English journalists, German refugees, and Allied propaganda spread the word “Nazi” internationally throughout the 1930s and 1940s. After 1945, “denazification” became an Allied policy, still referring specifically to dismantling Hitler’s influence in postwar Germany.
Today’s Russian usage departs radically from this precise meaning.
Conclusion: A Weaponized Word
In the 20th century, Nazi had a specific meaning rooted in Hitler’s Germany.
In the 21st century, Russian political rhetoric has expanded the term into a universal accusation, one applied not to an ideology but to any nation that opposes Moscow.

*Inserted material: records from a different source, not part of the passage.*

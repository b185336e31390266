use super::{NarrativeContext, NarrativeProvider};
use crate::engine::Severity;
use crate::error::NarrativeError;
use async_trait::async_trait;

/// Deterministic narrator. Never fails, so it doubles as the fallback.
#[derive(Debug, Clone, Copy, Default)]
pub struct TemplateNarrator;

impl TemplateNarrator {
    pub fn render(context: &NarrativeContext) -> String {
        let mut sentences = Vec::new();

        match &context.primary_carrier {
            Some(carrier) => sentences.push(format!(
                "{} is carrying {}% of the group's load ({:.1} units), a {} imbalance.",
                carrier.name, carrier.percentage_of_family, carrier.total, context.severity
            )),
            None => sentences.push("No one in the group is carrying measurable load yet.".to_string()),
        }

        if let Some(action) = &context.top_action {
            sentences.push(format!("The most impactful first step is to {}.", action));
        }

        if context.severity == Severity::Severe {
            sentences.push(
                "Making invisible work visible and sharing planning will ease the pressure fastest."
                    .to_string(),
            );
        }

        sentences.push(
            "Shared systems that spread information automatically keep the load balanced over time."
                .to_string(),
        );

        sentences.join(" ")
    }
}

#[async_trait]
impl NarrativeProvider for TemplateNarrator {
    fn name(&self) -> &'static str {
        "template"
    }

    async fn summarize(&self, context: &NarrativeContext) -> Result<String, NarrativeError> {
        Ok(Self::render(context))
    }
}
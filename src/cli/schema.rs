use crate::config::Config;
use schemars::schema_for;

/// Print the JSON Schema of `loadbalance.yaml`
pub fn execute() -> anyhow::Result<()> {
    let schema = schema_for!(Config);
    println!("{}", serde_json::to_string_pretty(&schema)?);
    Ok(())
}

This shift—from historical descriptor to ideological weapon—explains why Russian officials can:
justify military invasion
rationalize existential confrontation
speak openly about nuclear coercion
describe the West as morally “irredeemable”
advocate “breaking the back” of Europe
All under the banner of “fighting Nazism.”
Understanding the history is crucial. But understanding the modern distortion is even more urgent.